- Directed by: George Gordon
- Written by: Norman Wright
- Produced by: Automobile Manufacturers of America, John Sutherland Productions
- Distributed by: Automobile Manufacturers of America
- Release date: 1956;
- Running time: 12:43 minutes
- Language: English

= Your Safety First =

1956 short animated film

Your Safety First is a 1956 American promotional cartoon created by the Automobile Manufacturers of America. It was directed by George Gordon and written by Norman Wright. The 13-minute short film set in the year 2000 explains the history of the automobile and the improvements to comfort, performance, and safety that have been made over the years.
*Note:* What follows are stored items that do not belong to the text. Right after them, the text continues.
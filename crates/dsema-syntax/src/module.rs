//! Parsed modules: one declaration arena per source file.

use crate::ast::{dummy_span, span_contains, DeclId, DeclKind, Declaration, ModuleId};

/// A parsed module. Declarations live in an arena addressed by [`DeclId`];
/// slot 0 is the module root.
#[derive(Debug, Clone, PartialEq)]
pub struct Module {
    pub id: ModuleId,
    /// Fully qualified name, e.g. `std.range.primitives`.
    pub name: String,
    pub file: Option<String>,
    decls: Vec<Declaration>,
}

impl Module {
    pub fn new(name: &str) -> Self {
        let short = name.rsplit('.').next().unwrap_or(name);
        Self {
            id: ModuleId(0),
            name: name.to_string(),
            file: None,
            decls: vec![Declaration::new(short, DeclKind::Module, dummy_span())],
        }
    }

    pub fn root(&self) -> &Declaration {
        &self.decls[0]
    }

    pub fn decl(&self, id: DeclId) -> Option<&Declaration> {
        self.decls.get(id.index())
    }

    pub fn decl_mut(&mut self, id: DeclId) -> Option<&mut Declaration> {
        self.decls.get_mut(id.index())
    }

    pub fn len(&self) -> usize {
        self.decls.len()
    }

    pub fn is_empty(&self) -> bool {
        self.decls.len() <= 1
    }

    pub fn decls(&self) -> impl Iterator<Item = (DeclId, &Declaration)> {
        self.decls.iter().enumerate().map(|(i, d)| (DeclId(i as u32), d))
    }

    /// Appends `decl` to the arena and registers it with its parent.
    /// A parent index that does not exist is dropped.
    pub fn alloc(&mut self, mut decl: Declaration) -> DeclId {
        let id = DeclId(self.decls.len() as u32);
        if let Some(parent) = decl.parent {
            match self.decls.get_mut(parent.index()) {
                Some(parent_decl) => parent_decl.children.push(id),
                None => decl.parent = None,
            }
        }
        self.decls.push(decl);
        id
    }

    /// Dotted package prefix; empty for top-level modules.
    pub fn package(&self) -> &str {
        match self.name.rfind('.') {
            Some(pos) => &self.name[..pos],
            None => "",
        }
    }

    pub fn short_name(&self) -> &str {
        self.name.rsplit('.').next().unwrap_or(&self.name)
    }

    /// First direct child of `parent` called `name`.
    pub fn child_named(&self, parent: DeclId, name: &str) -> Option<DeclId> {
        self.decl(parent)?
            .children
            .iter()
            .copied()
            .find(|child| self.decl(*child).is_some_and(|d| d.name == name))
    }

    /// Iterates over `id`'s ancestors, nearest first. Stops after visiting as
    /// many nodes as the arena holds, so a malformed parent cycle terminates.
    pub fn ancestors(&self, id: DeclId) -> Ancestors<'_> {
        Ancestors { module: self, next: self.decl(id).and_then(|d| d.parent), budget: self.decls.len() }
    }

    /// The innermost function, aggregate or root declaration whose span
    /// contains `offset`.
    pub fn innermost_scope_at(&self, offset: usize) -> DeclId {
        let mut current = DeclId::ROOT;
        for _ in 0..self.decls.len() {
            let Some(decl) = self.decl(current) else { break };
            let next = decl.children.iter().copied().find(|child| {
                self.decl(*child).is_some_and(|d| {
                    matches!(d.kind, DeclKind::Function(_) | DeclKind::Aggregate(_)) && span_contains(d.span, offset)
                })
            });
            match next {
                Some(child) if child != current => current = child,
                _ => break,
            }
        }
        current
    }

    /// Walks `path` (`Outer.Inner.member`) down from the root.
    pub fn lookup_path(&self, path: &str) -> Option<DeclId> {
        path.split('.').try_fold(DeclId::ROOT, |parent, part| self.child_named(parent, part))
    }
}

pub struct Ancestors<'m> {
    module: &'m Module,
    next: Option<DeclId>,
    budget: usize,
}

impl Iterator for Ancestors<'_> {
    type Item = DeclId;

    fn next(&mut self) -> Option<DeclId> {
        if self.budget == 0 {
            return None;
        }
        self.budget -= 1;
        let current = self.next?;
        self.next = self.module.decl(current).and_then(|d| d.parent);
        Some(current)
    }
}
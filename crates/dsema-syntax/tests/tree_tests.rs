use dsema_syntax::{DeclId, DeclKind, Expr, ExprKind, ModuleBuilder, TypeDecl};

#[test]
fn test_package_and_short_name() {
    let nested = ModuleBuilder::new("std.container.array").finish();
    assert_eq!(nested.package(), "std.container");
    assert_eq!(nested.short_name(), "array");

    let top = ModuleBuilder::new("app").finish();
    assert_eq!(top.package(), "");
    assert_eq!(top.short_name(), "app");
}

#[test]
fn test_innermost_scope_follows_nesting() {
    let mut m = ModuleBuilder::new("app");
    let root = m.root();
    let outer = m.class_decl(root, "Outer");
    let method = m.function(outer, "method", Some(TypeDecl::void()));
    let mut inside = 0;
    m.body(method, |b| inside = b.mark());
    let after = m.mark(root);
    let module = m.finish();

    assert_eq!(module.innermost_scope_at(inside), method);
    assert_eq!(module.innermost_scope_at(after), DeclId::ROOT);
    assert_eq!(module.lookup_path("Outer.method"), Some(method));
    assert_eq!(module.lookup_path("Outer.missing"), None);
}

#[test]
fn test_ancestors_terminate_on_parent_cycles() {
    let mut m = ModuleBuilder::new("app");
    let root = m.root();
    let a = m.struct_decl(root, "A");
    let b = m.struct_decl(a, "B");
    let mut module = m.finish();
    if let Some(decl) = module.decl_mut(a) {
        decl.parent = Some(b);
    }

    let visited: Vec<DeclId> = module.ancestors(b).collect();
    assert!(visited.len() <= module.len());
    assert_eq!(visited.first(), Some(&a));
}

#[test]
fn test_first_returned_expression_skips_null() {
    let mut m = ModuleBuilder::new("app");
    let root = m.root();
    let f = m.function(root, "f", None);
    m.body(f, |b| {
        b.if_then(Expr::bool_lit(true), |then| then.ret(Some(Expr::null())));
        b.ret(Some(Expr::int(7)));
    });
    let module = m.finish();

    let Some(DeclKind::Function(function)) = module.decl(f).map(|d| &d.kind) else {
        panic!("`f` is a function");
    };
    let body = function.body.as_ref().expect("body was built");
    let returned = body.first_non_null_return().expect("a non-null return");
    assert!(matches!(returned.kind, ExprKind::Literal(_)));
    assert!(!returned.is_null_literal());
}

#[test]
fn test_statement_expressions_carry_their_position() {
    let mut m = ModuleBuilder::new("app");
    let root = m.root();
    let f = m.function(root, "f", Some(TypeDecl::void()));
    m.body(f, |b| b.expr(Expr::ident("target").dot("field").call(vec![Expr::int(1)])));
    let module = m.finish();

    let body = module.decl(f).and_then(|d| d.as_function()).and_then(|f| f.body.as_ref()).expect("body");
    let mut spans = Vec::new();
    body.walk_exprs(&mut |expr| spans.push(expr.span));
    assert_eq!(spans.len(), 4);
    assert!(spans.iter().all(|span| span.len() > 0));
}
It has been noted as a precursor to the animated TV series The Jetsons (1962–1963), which borrowed heavily on the ideas presented in the cartoon including a three-hour work day, automated flying cars, and robotic arms performing most tasks.

==Synopsis==
Your Safety First opens with a newspaper from the distant future of October 5, 2000 with headlines reading "Space Travel to Mars" and "tax cuts". The protagonist of the short begins by debating whether to buy a new car or not as his family watches 3-D television. A show then comes on explaining the history of the automobile. The show within the show moves through the beginning of the 20th century starting with hand cranking cars and topless buggies. The clip moves through the decades explaining new inventions like windshield wipers and suspension systems. At the close of the short the character shown in the flashback history of the automobile jumps into a flying car and drives off.